A avaliação concorrencial  utiliza como base o  princípio da curva normal,  digo princípio,  pois não há conhecimento de nenhuma fórmula usada para a distribuição exata dos programas em uma curva normal. Dentro desse princípio: uma pequena parte dos programas serão programas de excelência, uma parte um pouco maior serão os programas nota 5. que são considerados bons programas, de referência nacional; a grande maioria situa-se na faixa da nota 4 e uma parte menor na nota 3.  Esta é uma das razões que o critério não é informado previamente ao processo de avaliação.  Para o critério concorrencial ser informado anteriormente ou teria que criar um critério no qual se correria o risco de todos os programas atenderem ou divulgarem uma fórmula que utilize os princípios da curva normal.  Claro que nos processos criteriais a razão de não se divulgar antecipadamente é que se vai construindo e renovando ou revisando os critérios qualitativos que os programas têm de cumprir.

Passemos para a avaliação multidimensional. A avaliação multidimensional utiliza como  inspiração o modelo europeu de avaliação de instituições e de programas de pós-graduação.  Na construção do espaço europeu de educação superior percebeu-se que existem uma diversidade grande de modelos institucionais e que todos esses esses modelos são adequados.  Assim, o processo de avaliação teria que  seguir critérios flexíveis.  Outro aspecto importante é que o modelo europeu de educação superior enquanto política  tem a compreensão de que a educação superior deve estar vinculada intimamente à economia e a uma economia do conhecimento, a fim de promover o conhecimento necessário para o avanço econômico da Europa.  Também é relevante para a política de educação superior europeia os rankings internacionais.  principalmente o ranking de Shangai, este levou os agentes políticos da Europa a se preocuparem com o ranqueamento.

Dentro deste contexto, o processo de avaliação das instituições leva em consideração o projeto da instituição,  de como que a instituição vê a sua inserção no  mundo. A partir desse projeto o sistema de avaliação exige que as instituições criem mecanismos internos de acompanhamento do projeto.  Assim, a avaliação efetivamente ocorre como uma identificação da coerência interna do projeto institucional com o próprio acompanhamento ou a auto avaliação da instituição, o qual permitiria garantir os padrões definidos de qualidade.

A  avaliação multidimensional desenhada pela CAPES,  recebendo esta influência de uma avaliação flexível,  compreende que se possa ter uma avaliação em cinco grandes dimensões. As instituições poderiam se direcionar mais para um lado ou mais para outro.
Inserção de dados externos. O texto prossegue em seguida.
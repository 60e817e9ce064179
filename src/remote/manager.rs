//! Connection Manager
//!
//! Owns one protocol session plus its operation locks, health monitor and
//! reconnection state machine, and exposes the protocol-agnostic file API.
//!
//! # Operation template
//!
//! 1. claim `verb:path` in the lock registry (fail fast if held)
//! 2. `ensure_connection`: reconnect first if the session is idle past the
//!    threshold, fails its liveness probe, or is `Degraded`
//! 3. run the protocol call under the operation timeout
//! 4. on connection loss or timeout, run one reconnect cycle and retry once
//! 5. the lock guard is dropped on every path
//!
//! Steps 2-4 together are bounded by the operation budget, which stays
//! below the lock ceiling. Operations that find the session slot empty
//! while another caller reconnects wait for that reconnect instead of
//! failing.
//!
//! # State machine
//!
//! ```text
//! Disconnected → Connecting → Authenticating → Ready ⇄ Degraded
//!                    ↑                           │
//!                    └──────── Reconnecting ←────┘
//! ```

use std::future::Future;
use std::sync::{Arc, Weak};
use std::time::Duration;

use parking_lot::{Mutex, RwLock};
use tokio::sync::broadcast;
use tokio::task::JoinHandle;
use tracing::{debug, error, info, warn};

use super::classify::{classify, ErrorClass};
use super::error::{RemoteError, RemoteResult};
use super::health::{spawn_keep_alive, HealthMonitor, HealthSnapshot, KeepAliveOutcome};
use super::lock::{OperationLockGuard, OperationLockRegistry, Verb};
use super::path;
use super::retry::RetryPolicy;
use super::session::{DefaultConnector, ProtocolSession, RemoteEntry, SessionConnector};
use super::state::{SessionState, StateEvent};
use crate::config::{ConnectionConfig, CredentialStore};

/// Consecutive keep-alive failures that mark a session `Degraded`
const DEGRADED_AFTER_FAILURES: u32 = 2;

/// Upper bound for closing a session during teardown
const CLOSE_TIMEOUT: Duration = Duration::from_secs(5);

/// Upper bound for a single keep-alive probe
const KEEP_ALIVE_PROBE_TIMEOUT: Duration = Duration::from_secs(10);

/// Lock ceiling before any config is known
const DEFAULT_LOCK_CEILING: Duration = Duration::from_secs(60);

/// Slack between the operation budget and the lock ceiling
const LOCK_TAKEOVER_GRACE: Duration = Duration::from_secs(5);

const EVENT_CHANNEL_CAPACITY: usize = 64;

/// How a session is being torn down
#[derive(Debug, Clone, Copy, PartialEq, Eq)]
enum Teardown {
    /// Caller-initiated: release every lock and end in `Disconnected`
    User,
    /// First half of a reconnect cycle: in-flight operations keep their
    /// locks and the state stays `Reconnecting`
    Internal,
}

struct Inner {
    connector: Arc<dyn SessionConnector>,
    credentials: RwLock<Option<Arc<dyn CredentialStore>>>,
    /// Survives every disconnect except a user disconnect with `clear_config`
    config: RwLock<Option<ConnectionConfig>>,
    state: Mutex<SessionState>,
    events: broadcast::Sender<StateEvent>,
    session: tokio::sync::RwLock<Option<Arc<dyn ProtocolSession>>>,
    /// Held for the whole of a connect or reconnect cycle
    connect_gate: tokio::sync::Mutex<()>,
    locks: Arc<OperationLockRegistry>,
    health: Arc<HealthMonitor>,
    keep_alive: Mutex<Option<JoinHandle<()>>>,
}

impl Inner {
    fn current_state(&self) -> SessionState {
        *self.state.lock()
    }

    /// Move to `next` and publish the event. Transitions are serialized by
    /// the state mutex; repeating the current state is a no-op.
    fn transition(&self, next: SessionState, detail: Option<String>) {
        let mut state = self.state.lock();
        let previous = *state;
        if previous == next {
            return;
        }
        *state = next;
        match &detail {
            Some(d) => info!("Session state {} -> {} ({})", previous, next, d),
            None => info!("Session state {} -> {}", previous, next),
        }
        // No subscribers is fine
        let _ = self.events.send(StateEvent::new(previous, next, detail));
    }

    /// Transition only when the current state is one of `from`
    fn transition_from(&self, from: &[SessionState], next: SessionState, detail: Option<String>) {
        let mut state = self.state.lock();
        let previous = *state;
        if !from.contains(&previous) || previous == next {
            return;
        }
        *state = next;
        info!("Session state {} -> {}", previous, next);
        let _ = self.events.send(StateEvent::new(previous, next, detail));
    }

    fn on_keep_alive(&self, outcome: KeepAliveOutcome) {
        match outcome {
            KeepAliveOutcome::Failed {
                consecutive_failures,
            } if consecutive_failures >= DEGRADED_AFTER_FAILURES => {
                self.transition_from(
                    &[SessionState::Ready],
                    SessionState::Degraded,
                    Some(format!("{} consecutive keep-alive failures", consecutive_failures)),
                );
            }
            KeepAliveOutcome::Failed { .. } => {}
            KeepAliveOutcome::Alive => {
                self.transition_from(
                    &[SessionState::Degraded],
                    SessionState::Ready,
                    Some("keep-alive recovered".to_string()),
                );
            }
        }
    }

    fn stop_keep_alive(&self) {
        if let Some(handle) = self.keep_alive.lock().take() {
            handle.abort();
            debug!("Keep-alive stopped");
        }
    }
}

impl Drop for Inner {
    fn drop(&mut self) {
        if let Some(handle) = self.keep_alive.get_mut().take() {
            handle.abort();
        }
    }
}

/// Orchestrates one remote connection.
///
/// Cheap to clone; clones share the same connection.
#[derive(Clone)]
pub struct ConnectionManager {
    inner: Arc<Inner>,
}

impl Default for ConnectionManager {
    fn default() -> Self {
        Self::new()
    }
}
Três dessas dimensões estão relacionadas com o impacto do programa, a saber, “impacto relevância para a sociedade”, o “impacto na inovação e transferência do conhecimento”, “na produção do conhecimento”; duas dimensões relacionadas a processos, um, “ensino e aprendizagem” e o outro “internacionalização e a inserção social”.

O quadriênio que termina é apresentado como um quadriênio de transição, no qual busca-se avaliar os impactos acadêmicos sócio-econômico e internacionalização . Além de preparar o próximo  quadriênio,  solicitando que as instituições realizem o seu planejamento estratégico e estruturem o seu processo de autoavaliação. O planejamento estratégico para a maioria dos programas de pós-graduação parece um bicho de sete cabeças ou um bicho não conhecido por nós.  Os problemas de pós- graduação e as instituições de educação superior estão acostumadas a elaborar seu projeto pedagógico, de pensar quais são seus objetivos, o perfil do estudante e a matriz curricular.  O planejamento estratégico está muito mais relacionado à visão concorrencial,  ou é uma ação empresarial.  na qual se busca estabelecer metas e ações para atingi-las, bem como,  indicadores para medir a realização ou não das metas..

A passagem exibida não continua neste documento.